↓↓↓

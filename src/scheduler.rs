// PERIODIC TASK FACILITY
// RUNS A CALLBACK AT A FIXED PERIOD UNTIL CANCELLED OR UNTIL THE CALLBACK
// REPORTS Done. THE SAMPLER REGISTERS A CLOSURE OVER A Weak, SO A
// REGISTRATION NEVER KEEPS A SAMPLER ALIVE ON ITS OWN.
//
// ThreadScheduler: ONE NAMED OS THREAD PER TASK, CHANNEL-WAKE CANCELLATION.
// ManualScheduler: TASKS RUN ONLY WHEN tick() IS CALLED. DETERMINISTIC.

use std::sync::atomic::{AtomicBool, Ordering};
use std::sync::Arc;
use std::thread;
use std::time::{Duration, Instant};

use crossbeam_channel::{RecvTimeoutError, Sender};
use parking_lot::Mutex;

#[derive(Clone, Copy, Debug, PartialEq, Eq)]
pub enum TaskStatus {
    Continue,
    Done,
}

pub type Task = Box<dyn FnMut() -> TaskStatus + Send>;

pub trait PeriodicScheduler {
    fn schedule_at_fixed_rate(&self, period: Duration, task: Task) -> TaskHandle;
}

// --- TASK HANDLE ---

// CANCELS ON DROP. NEVER JOINS: THE LAST OWNER OF A SAMPLER MAY BE THE TASK
// THREAD ITSELF.
#[derive(Debug)]
pub struct TaskHandle {
    cancelled: Arc<AtomicBool>,
    wake: Option<Sender<()>>,
}

impl TaskHandle {
    pub fn new(cancelled: Arc<AtomicBool>) -> Self {
        Self { cancelled, wake: None }
    }

    pub fn with_wake(cancelled: Arc<AtomicBool>, wake: Sender<()>) -> Self {
        Self { cancelled, wake: Some(wake) }
    }

    pub fn cancel(&self) {
        self.cancelled.store(true, Ordering::Release);
        if let Some(wake) = &self.wake {
            let _ = wake.try_send(());
        }
    }

    pub fn is_cancelled(&self) -> bool {
        self.cancelled.load(Ordering::Acquire)
    }
}

impl Drop for TaskHandle {
    fn drop(&mut self) {
        self.cancel();
    }
}

// --- THREAD SCHEDULER ---

// MARKS THE TASK CANCELLED HOWEVER THE THREAD EXITS, PANIC INCLUDED
struct ExitGuard(Arc<AtomicBool>);

impl Drop for ExitGuard {
    fn drop(&mut self) {
        if thread::panicking() {
            log_warn!("PERIODIC TASK PANICKED, NO FURTHER RUNS");
        }
        self.0.store(true, Ordering::Release);
    }
}

pub struct ThreadScheduler {
    thread_name: String,
}

impl Default for ThreadScheduler {
    fn default() -> Self {
        Self::new("sampler-roll")
    }
}

impl ThreadScheduler {
    pub fn new(thread_name: impl Into<String>) -> Self {
        Self { thread_name: thread_name.into() }
    }
}

impl PeriodicScheduler for ThreadScheduler {
    fn schedule_at_fixed_rate(&self, period: Duration, mut task: Task) -> TaskHandle {
        let (tx, rx) = crossbeam_channel::bounded::<()>(1);
        let cancelled = Arc::new(AtomicBool::new(false));
        let flag = Arc::clone(&cancelled);

        let spawned = thread::Builder::new()
            .name(self.thread_name.clone())
            .spawn(move || {
                let _exit = ExitGuard(Arc::clone(&flag));
                // FIXED RATE: NEXT DEADLINE FROM THE PREVIOUS DEADLINE, NOT FROM
                // THE END OF THE RUN. MISSED TICKS ARE SKIPPED, NOT REPLAYED.
                let mut deadline = Instant::now() + period;
                loop {
                    let wait = deadline.saturating_duration_since(Instant::now());
                    match rx.recv_timeout(wait) {
                        Err(RecvTimeoutError::Timeout) => {}
                        // WAKE SIGNAL OR HANDLE DROPPED
                        Ok(()) | Err(RecvTimeoutError::Disconnected) => break,
                    }
                    if flag.load(Ordering::Acquire) {
                        break;
                    }
                    if task() == TaskStatus::Done {
                        flag.store(true, Ordering::Release);
                        break;
                    }

                    deadline += period;
                    let now = Instant::now();
                    if deadline <= now {
                        let behind = now - deadline;
                        log_debug!(behind_us = behind.as_micros() as u64, "periodic task fell behind");
                        deadline = now + period;
                    }
                }
                log_debug!("periodic task exited");
            });

        if let Err(e) = spawned {
            log_warn!("PERIODIC TASK THREAD SPAWN FAILED: {}", e);
            cancelled.store(true, Ordering::Release);
        }

        TaskHandle::with_wake(cancelled, tx)
    }
}

// --- MANUAL SCHEDULER ---

struct ManualTask {
    period: Duration,
    cancelled: Arc<AtomicBool>,
    task: Task,
}

#[derive(Clone, Default)]
pub struct ManualScheduler {
    tasks: Arc<Mutex<Vec<ManualTask>>>,
}

impl ManualScheduler {
    pub fn new() -> Self {
        Self::default()
    }

    // RUN EVERY LIVE TASK ONCE. DROPS CANCELLED AND FINISHED TASKS.
    // RETURNS HOW MANY TASKS RAN.
    pub fn tick(&self) -> usize {
        // RUN OUTSIDE THE LOCK: A TASK MAY SCHEDULE OR CANCEL
        let mut batch = std::mem::take(&mut *self.tasks.lock());
        let mut ran = 0;
        batch.retain_mut(|t| {
            if t.cancelled.load(Ordering::Acquire) {
                return false;
            }
            ran += 1;
            match (t.task)() {
                TaskStatus::Continue => !t.cancelled.load(Ordering::Acquire),
                TaskStatus::Done => {
                    t.cancelled.store(true, Ordering::Release);
                    false
                }
            }
        });

        let mut tasks = self.tasks.lock();
        batch.append(&mut *tasks);
        *tasks = batch;
        ran
    }

    pub fn tick_n(&self, n: usize) {
        for _ in 0..n {
            self.tick();
        }
    }

    // LIVE (NOT CANCELLED) REGISTRATIONS
    pub fn pending(&self) -> usize {
        self.tasks
            .lock()
            .iter()
            .filter(|t| !t.cancelled.load(Ordering::Acquire))
            .count()
    }

    pub fn periods(&self) -> Vec<Duration> {
        self.tasks.lock().iter().map(|t| t.period).collect()
    }
}

impl PeriodicScheduler for ManualScheduler {
    fn schedule_at_fixed_rate(&self, period: Duration, task: Task) -> TaskHandle {
        let cancelled = Arc::new(AtomicBool::new(false));
        self.tasks.lock().push(ManualTask {
            period,
            cancelled: Arc::clone(&cancelled),
            task,
        });
        TaskHandle::new(cancelled)
    }
}

#[cfg(test)]
mod tests {
    use super::*;
    use std::sync::atomic::AtomicU64;

    fn counting_task(counter: &Arc<AtomicU64>, stop_at: u64) -> Task {
        let counter = Arc::clone(counter);
        Box::new(move || {
            let n = counter.fetch_add(1, Ordering::Relaxed) + 1;
            if n >= stop_at { TaskStatus::Done } else { TaskStatus::Continue }
        })
    }

    #[test]
    fn manual_tick_runs_each_task() {
        let sched = ManualScheduler::new();
        let counter = Arc::new(AtomicU64::new(0));
        let _h = sched.schedule_at_fixed_rate(Duration::from_secs(1), counting_task(&counter, u64::MAX));
        assert_eq!(sched.periods(), vec![Duration::from_secs(1)]);
        sched.tick_n(3);
        assert_eq!(counter.load(Ordering::Relaxed), 3);
    }

    #[test]
    fn manual_done_unregisters() {
        let sched = ManualScheduler::new();
        let counter = Arc::new(AtomicU64::new(0));
        let h = sched.schedule_at_fixed_rate(Duration::from_secs(1), counting_task(&counter, 2));
        sched.tick_n(5);
        assert_eq!(counter.load(Ordering::Relaxed), 2);
        assert_eq!(sched.pending(), 0);
        assert!(h.is_cancelled());
    }

    #[test]
    fn manual_cancel_stops_task() {
        let sched = ManualScheduler::new();
        let counter = Arc::new(AtomicU64::new(0));
        let h = sched.schedule_at_fixed_rate(Duration::from_secs(1), counting_task(&counter, u64::MAX));
        sched.tick();
        h.cancel();
        assert_eq!(sched.tick(), 0);
        assert_eq!(counter.load(Ordering::Relaxed), 1);
        assert_eq!(sched.pending(), 0);
    }

    #[test]
    fn manual_drop_handle_cancels() {
        let sched = ManualScheduler::new();
        let counter = Arc::new(AtomicU64::new(0));
        drop(sched.schedule_at_fixed_rate(Duration::from_secs(1), counting_task(&counter, u64::MAX)));
        assert_eq!(sched.tick(), 0);
        assert_eq!(counter.load(Ordering::Relaxed), 0);
    }

    #[test]
    fn thread_scheduler_runs_and_cancels() {
        let sched = ThreadScheduler::new("test-roll");
        let counter = Arc::new(AtomicU64::new(0));
        let h = sched.schedule_at_fixed_rate(Duration::from_millis(5), counting_task(&counter, u64::MAX));

        let start = Instant::now();
        while counter.load(Ordering::Relaxed) < 3 && start.elapsed() < Duration::from_secs(5) {
            thread::sleep(Duration::from_millis(2));
        }
        assert!(counter.load(Ordering::Relaxed) >= 3);

        h.cancel();
        thread::sleep(Duration::from_millis(50));
        let after_cancel = counter.load(Ordering::Relaxed);
        thread::sleep(Duration::from_millis(50));
        assert_eq!(counter.load(Ordering::Relaxed), after_cancel);
    }

    #[test]
    fn thread_scheduler_panic_cancels_handle() {
        let sched = ThreadScheduler::new("test-panic");
        let h = sched.schedule_at_fixed_rate(
            Duration::from_millis(2),
            Box::new(|| -> TaskStatus { panic!("task failure") }),
        );

        let start = Instant::now();
        while !h.is_cancelled() && start.elapsed() < Duration::from_secs(5) {
            thread::sleep(Duration::from_millis(2));
        }
        assert!(h.is_cancelled());
    }

    #[test]
    fn thread_scheduler_stops_on_done() {
        let sched = ThreadScheduler::default();
        let counter = Arc::new(AtomicU64::new(0));
        let h = sched.schedule_at_fixed_rate(Duration::from_millis(2), counting_task(&counter, 2));

        let start = Instant::now();
        while !h.is_cancelled() && start.elapsed() < Duration::from_secs(5) {
            thread::sleep(Duration::from_millis(2));
        }
        assert!(h.is_cancelled());
        thread::sleep(Duration::from_millis(20));
        assert_eq!(counter.load(Ordering::Relaxed), 2);
    }
}
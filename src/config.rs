// SAMPLER CONFIGURATION
// FIXED AT CONSTRUCTION, IMMUTABLE THEREAFTER.

use std::time::Duration;

use crate::error::ConfigError;

pub const DEFAULT_WINDOW: Duration = Duration::from_secs(1);
pub const DEFAULT_SAMPLES_PER_WINDOW: u64 = 100;
pub const DEFAULT_LOOKBACK: u32 = 16;

// THE BUDGET IS SIGNED: THE TARGET MUST FIT IN IT
pub const MAX_SAMPLES_PER_WINDOW: u64 = i64::MAX as u64;

#[derive(Clone, Copy, Debug, PartialEq, Eq)]
pub struct SamplerConfig {
    /// Length of one sampling window.
    pub window: Duration,
    /// Target number of accepted events per window.
    pub samples_per_window: u64,
    /// Number of windows the event-volume EMA approximates.
    pub lookback: u32,
}

impl Default for SamplerConfig {
    fn default() -> Self {
        Self {
            window: DEFAULT_WINDOW,
            samples_per_window: DEFAULT_SAMPLES_PER_WINDOW,
            lookback: DEFAULT_LOOKBACK,
        }
    }
}

impl SamplerConfig {
    pub fn new(window: Duration, samples_per_window: u64, lookback: u32) -> Self {
        Self { window, samples_per_window, lookback }
    }

    pub fn validate(&self) -> Result<(), ConfigError> {
        if self.window.is_zero() {
            return Err(ConfigError::ZeroWindow(self.window));
        }
        if self.samples_per_window == 0 {
            return Err(ConfigError::ZeroSamplesPerWindow);
        }
        if self.samples_per_window > MAX_SAMPLES_PER_WINDOW {
            return Err(ConfigError::SamplesPerWindowTooLarge(self.samples_per_window));
        }
        if self.lookback == 0 {
            return Err(ConfigError::ZeroLookback);
        }
        Ok(())
    }
}
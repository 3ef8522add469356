// SYNTHETIC WORKLOADS
// EVENTS-PER-WINDOW GENERATORS FOR THE SIMULATOR AND THE TESTS.
// ALL RANDOM GENERATORS ARE SEEDED: SAME SEED, SAME SEQUENCE.

use rand::rngs::StdRng;
use rand::{Rng, SeedableRng};

// POISSON: KNUTH BELOW THIS MEAN, NORMAL APPROXIMATION ABOVE
const KNUTH_MAX_MEAN: f64 = 30.0;

pub trait WindowEvents {
    fn next_window(&mut self) -> u64;
    fn label(&self) -> String;
}

// --- CONSTANT ---

pub struct Constant(pub u64);

impl WindowEvents for Constant {
    fn next_window(&mut self) -> u64 {
        self.0
    }

    fn label(&self) -> String {
        format!("CONSTANT(events={})", self.0)
    }
}

// --- BURST ---

// MOSTLY QUIET WINDOWS, OCCASIONALLY A FLOOD
pub struct Burst {
    probability: f64,
    low: u64,
    high: u64,
    rng: StdRng,
}

impl Burst {
    pub fn new(probability: f64, low: u64, high: u64, seed: u64) -> Self {
        Self {
            probability: probability.clamp(0.0, 1.0),
            low,
            high,
            rng: StdRng::seed_from_u64(seed),
        }
    }
}

impl WindowEvents for Burst {
    fn next_window(&mut self) -> u64 {
        if self.rng.gen::<f64>() <= self.probability {
            self.high
        } else {
            self.low
        }
    }

    fn label(&self) -> String {
        format!("BURST(p={}, low={}, high={})", self.probability, self.low, self.high)
    }
}

// --- POISSON ---

pub struct Poisson {
    mean: f64,
    rng: StdRng,
}

impl Poisson {
    pub fn new(mean: f64, seed: u64) -> Self {
        Self {
            mean: mean.max(0.0),
            rng: StdRng::seed_from_u64(seed),
        }
    }

    fn knuth(&mut self) -> u64 {
        let limit = (-self.mean).exp();
        let mut k = 0u64;
        let mut p = 1.0;
        loop {
            p *= self.rng.gen::<f64>();
            if p <= limit {
                return k;
            }
            k += 1;
        }
    }

    // BOX-MULLER, ROUNDED AND FLOORED AT 0
    fn normal(&mut self) -> u64 {
        let u1: f64 = self.rng.gen::<f64>().max(f64::MIN_POSITIVE);
        let u2: f64 = self.rng.gen();
        let z = (-2.0 * u1.ln()).sqrt() * (std::f64::consts::TAU * u2).cos();
        (self.mean + z * self.mean.sqrt()).round().max(0.0) as u64
    }
}

impl WindowEvents for Poisson {
    fn next_window(&mut self) -> u64 {
        if self.mean == 0.0 {
            0
        } else if self.mean < KNUTH_MAX_MEAN {
            self.knuth()
        } else {
            self.normal()
        }
    }

    fn label(&self) -> String {
        format!("POISSON(mean={})", self.mean)
    }
}

// --- REPEATING ---

pub struct Repeating {
    counts: Vec<u64>,
    pos: usize,
}

impl Repeating {
    pub fn new(counts: Vec<u64>) -> Self {
        let counts = if counts.is_empty() { vec![0] } else { counts };
        Self { counts, pos: 0 }
    }
}

impl WindowEvents for Repeating {
    fn next_window(&mut self) -> u64 {
        let n = self.counts[self.pos];
        self.pos = (self.pos + 1) % self.counts.len();
        n
    }

    fn label(&self) -> String {
        format!("REPEATING({:?})", self.counts)
    }
}
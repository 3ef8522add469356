// ADAPTIVE SAMPLER CORE
// DOUBLE-BUFFERED WINDOWS, LOCK-FREE HOT PATH, ONE ROLL PER WINDOW PERIOD
//
// TWO CALLER CLASSES, ZERO LOCKS ON THE HOT PATH:
//   PRODUCERS: sample()/keep()/drop_event() FROM ANY THREAD. READ THE ACTIVE
//              SLOT, BUMP ITS ATOMICS, READ THE PUBLISHED PROBABILITY/BUDGET.
//   ROLL:      roll_window() ONCE PER PERIOD. SWAPS THE ACTIVE SLOT, RUNS THE
//              CONTROLLER ON THE RETIRED COUNTS, PUBLISHES, RESETS.
//
// PUBLISHED PARAMETERS ARE RELAXED SINGLE-WORD STORES. A PRODUCER SEEING LAST
// WINDOW'S VALUE FOR A MOMENT IS ACCEPTED; THE NEXT ROLL ABSORBS THE DRIFT.

use std::sync::atomic::{AtomicI64, AtomicU64, AtomicUsize, Ordering};
use std::sync::Arc;

use parking_lot::Mutex;
use rand::Rng;

use crate::config::SamplerConfig;
use crate::control::Controller;
use crate::error::{ConfigError, SamplerError};
use crate::scheduler::{PeriodicScheduler, TaskHandle, TaskStatus};
use crate::window::Window;

pub use crate::control::WindowRoll;

// --- LISTENER ---

/// Receives the controller output once at construction and after every roll.
pub trait WindowListener: Send + Sync {
    fn on_window_roll(&self, roll: &WindowRoll);
}

impl<F> WindowListener for F
where
    F: Fn(&WindowRoll) + Send + Sync,
{
    fn on_window_roll(&self, roll: &WindowRoll) {
        self(roll)
    }
}

// --- DIAGNOSTICS ---

#[derive(Clone, Copy, Debug, PartialEq)]
pub struct SamplerSnapshot {
    pub active_slot: usize,
    pub probability: f64,
    pub samples_budget: i64,
    pub tested: u64,
    pub sampled: u64,
}

// --- SAMPLER ---

pub struct AdaptiveSampler {
    config: SamplerConfig,
    windows: [Window; 2],
    active: AtomicUsize,
    probability: AtomicU64,
    samples_budget: AtomicI64,
    controller: Mutex<Controller>,
    listener: Option<Box<dyn WindowListener>>,
    task: Mutex<Option<TaskHandle>>,
}

impl AdaptiveSampler {
    /// Build an unscheduled sampler. Nothing rolls the window until
    /// [`AdaptiveSampler::start`] is called (or `roll_window` is driven by hand).
    pub fn new(config: SamplerConfig) -> Result<Arc<Self>, ConfigError> {
        Self::build(config, None)
    }

    pub fn with_listener<L>(config: SamplerConfig, listener: L) -> Result<Arc<Self>, ConfigError>
    where
        L: WindowListener + 'static,
    {
        Self::build(config, Some(Box::new(listener)))
    }

    /// Build and immediately register the window roll with `scheduler`.
    pub fn scheduled(
        config: SamplerConfig,
        scheduler: &dyn PeriodicScheduler,
    ) -> Result<Arc<Self>, SamplerError> {
        let sampler = Self::new(config)?;
        sampler.start(scheduler)?;
        Ok(sampler)
    }

    fn build(
        config: SamplerConfig,
        listener: Option<Box<dyn WindowListener>>,
    ) -> Result<Arc<Self>, ConfigError> {
        config.validate()?;

        let controller = Controller::new(config.samples_per_window, config.lookback);
        let initial = controller.initial();

        let sampler = Self {
            config,
            windows: [Window::new(), Window::new()],
            active: AtomicUsize::new(0),
            probability: AtomicU64::new(initial.probability.to_bits()),
            samples_budget: AtomicI64::new(initial.budget),
            controller: Mutex::new(controller),
            listener,
            task: Mutex::new(None),
        };

        if let Some(listener) = &sampler.listener {
            listener.on_window_roll(&initial);
        }

        Ok(Arc::new(sampler))
    }

    // --- LIFECYCLE ---

    // THE REGISTERED CLOSURE HOLDS ONLY A Weak. ONCE EVERY OWNER DROPS THE
    // SAMPLER THE NEXT TICK REPORTS Done AND THE SCHEDULER FORGETS IT.
    pub fn start(self: &Arc<Self>, scheduler: &dyn PeriodicScheduler) -> Result<(), SamplerError> {
        let mut task = self.task.lock();
        if task.is_some() {
            return Err(SamplerError::AlreadyStarted);
        }

        let weak = Arc::downgrade(self);
        let handle = scheduler.schedule_at_fixed_rate(
            self.config.window,
            Box::new(move || match weak.upgrade() {
                Some(sampler) => {
                    sampler.roll_window();
                    TaskStatus::Continue
                }
                None => TaskStatus::Done,
            }),
        );
        *task = Some(handle);

        log_debug!(
            window_ms = self.config.window.as_millis() as u64,
            samples_per_window = self.config.samples_per_window,
            lookback = self.config.lookback,
            "sampler window roll scheduled"
        );
        Ok(())
    }

    // CANCEL THE PERIODIC ROLL. PRODUCERS KEEP RUNNING ON THE LAST PUBLISHED
    // PROBABILITY AND BUDGET (FIXED, NON-ADAPTIVE).
    pub fn stop(&self) -> bool {
        match self.task.lock().take() {
            Some(handle) => {
                handle.cancel();
                true
            }
            None => false,
        }
    }

    pub fn is_started(&self) -> bool {
        self.task.lock().as_ref().is_some_and(|h| !h.is_cancelled())
    }

    // --- HOT PATH ---

    // thread_rng() SETS UP ITS THREAD-LOCAL STATE ON A THREAD'S FIRST CALL.
    // LATENCY-CRITICAL CALLERS PASS THEIR OWN RNG TO sample_with.
    pub fn sample(&self) -> bool {
        self.sample_with(&mut rand::thread_rng())
    }

    pub fn sample_with<R: Rng>(&self, rng: &mut R) -> bool {
        let window = self.active_window();
        window.add_test();
        if rng.gen::<f64>() < self.probability() {
            window.add_sample(self.samples_budget.load(Ordering::Relaxed))
        } else {
            false
        }
    }

    // FORCED DECISIONS STILL FEED THE CONTROLLER
    pub fn keep(&self) -> bool {
        let window = self.active_window();
        window.add_test();
        window.add_sample_unbounded();
        true
    }

    pub fn drop_event(&self) -> bool {
        self.active_window().add_test();
        false
    }

    fn active_window(&self) -> &Window {
        &self.windows[self.active.load(Ordering::Acquire)]
    }

    // --- WINDOW ROLL ---

    // SERIALIZED BY try_lock: AN OVERLAPPING CALL IS SKIPPED, NEVER RUN CONCURRENTLY.
    // RETURNS None ONLY WHEN SKIPPED.
    pub fn roll_window(&self) -> Option<WindowRoll> {
        let Some(mut controller) = self.controller.try_lock() else {
            log_warn!("window roll already in progress, skipping overlapping invocation");
            return None;
        };

        // SWAP FIRST SO NEW PRODUCERS LAND IN THE FRESH WINDOW WHILE WE MEASURE
        let retiring = self.active.load(Ordering::Acquire);
        self.active.store((retiring + 1) % 2, Ordering::Release);

        let window = &self.windows[retiring];
        let roll = controller.update(window.tested(), window.sampled());

        self.samples_budget.store(roll.budget, Ordering::Relaxed);
        self.probability.store(roll.probability.to_bits(), Ordering::Relaxed);

        window.reset();

        log_debug!(
            total = roll.total_count,
            sampled = roll.sampled_count,
            budget = roll.budget,
            average = roll.total_average,
            probability = roll.probability,
            "window rolled"
        );

        if let Some(listener) = &self.listener {
            listener.on_window_roll(&roll);
        }
        Some(roll)
    }

    // --- ACCESSORS ---

    pub fn config(&self) -> &SamplerConfig {
        &self.config
    }

    pub fn probability(&self) -> f64 {
        f64::from_bits(self.probability.load(Ordering::Relaxed))
    }

    pub fn samples_budget(&self) -> i64 {
        self.samples_budget.load(Ordering::Relaxed)
    }

    pub fn active_slot(&self) -> usize {
        self.active.load(Ordering::Acquire)
    }

    /// Read-only view of one of the two window slots (0 or 1).
    pub fn window(&self, slot: usize) -> &Window {
        &self.windows[slot % 2]
    }

    pub fn snapshot(&self) -> SamplerSnapshot {
        let active_slot = self.active_slot();
        let window = &self.windows[active_slot];
        SamplerSnapshot {
            active_slot,
            probability: self.probability(),
            samples_budget: self.samples_budget(),
            tested: window.tested(),
            sampled: window.sampled(),
        }
    }
}

impl std::fmt::Debug for AdaptiveSampler {
    fn fmt(&self, f: &mut std::fmt::Formatter<'_>) -> std::fmt::Result {
        f.debug_struct("AdaptiveSampler")
            .field("config", &self.config)
            .field("snapshot", &self.snapshot())
            .finish()
    }
}
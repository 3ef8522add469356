// DETERMINISTIC SIMULATION
// ONE ManualScheduler TICK PER WINDOW, SEEDED RNG FOR EVERY DRAW.
// SAME ARGUMENTS, SAME OUTPUT.

use std::sync::Arc;

use anyhow::{bail, Result};
use clap::ValueEnum;
use parking_lot::Mutex;
use rand::rngs::StdRng;
use rand::SeedableRng;

use adaptive_sampler::event::WindowLog;
use adaptive_sampler::workload::{Burst, Constant, Poisson, Repeating, WindowEvents};
use adaptive_sampler::{log_info, AdaptiveSampler, ManualScheduler, SamplerConfig, WindowRoll};

// BURST WINDOWS: QUIET SIZE AND FLOOD PROBABILITY
const BURST_LOW_EVENTS: u64 = 5;
const BURST_PROBABILITY: f64 = 0.1;

#[derive(Clone, Copy, Debug, PartialEq, Eq, ValueEnum)]
pub enum Pattern {
    Constant,
    Burst,
    Poisson,
    Repeating,
}

fn build_workload(pattern: Pattern, events: u64, sequence: Vec<u64>, seed: u64) -> Result<Box<dyn WindowEvents>> {
    Ok(match pattern {
        Pattern::Constant => Box::new(Constant(events)),
        Pattern::Burst => Box::new(Burst::new(BURST_PROBABILITY, BURST_LOW_EVENTS, events, seed)),
        Pattern::Poisson => Box::new(Poisson::new(events as f64, seed)),
        Pattern::Repeating => {
            if sequence.is_empty() {
                bail!("--pattern repeating NEEDS --sequence (E.G. --sequence 1000,0,1000,0)");
            }
            Box::new(Repeating::new(sequence))
        }
    })
}

pub fn run_simulate(
    config: SamplerConfig,
    pattern: Pattern,
    windows: usize,
    events: u64,
    sequence: Vec<u64>,
    seed: u64,
    dump_log: bool,
) -> Result<()> {
    let mut workload = build_workload(pattern, events, sequence, seed)?;

    let log = Arc::new(Mutex::new(WindowLog::new()));
    let sink = Arc::clone(&log);
    let sampler = AdaptiveSampler::with_listener(config, move |roll: &WindowRoll| {
        sink.lock().record(roll);
    })?;
    // DROP THE CONSTRUCTION-TIME REPORT: IT IS NOT A WINDOW
    log.lock().clear();

    let scheduler = ManualScheduler::new();
    sampler.start(&scheduler)?;

    log_info!("SIMULATING {} WINDOWS OF {}", windows, workload.label());

    let mut rng = StdRng::seed_from_u64(seed ^ 0x5a5a_5a5a);
    for _ in 0..windows {
        let n = workload.next_window();
        for _ in 0..n {
            sampler.sample_with(&mut rng);
        }
        scheduler.tick();
    }
    sampler.stop();

    let log = log.lock();
    if dump_log {
        log.dump();
    }
    log.summary(config.samples_per_window);
    Ok(())
}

↑↑↑

Using the records above, report each line with the string "FIRST".

The answer |
    // thread_rng() SETS UP ITS THREAD-LOCAL STATE ON A THREAD'S FIRST CALL.
        // SWAP FIRST SO NEW PRODUCERS LAND IN THE FRESH WINDOW WHILE WE MEASURE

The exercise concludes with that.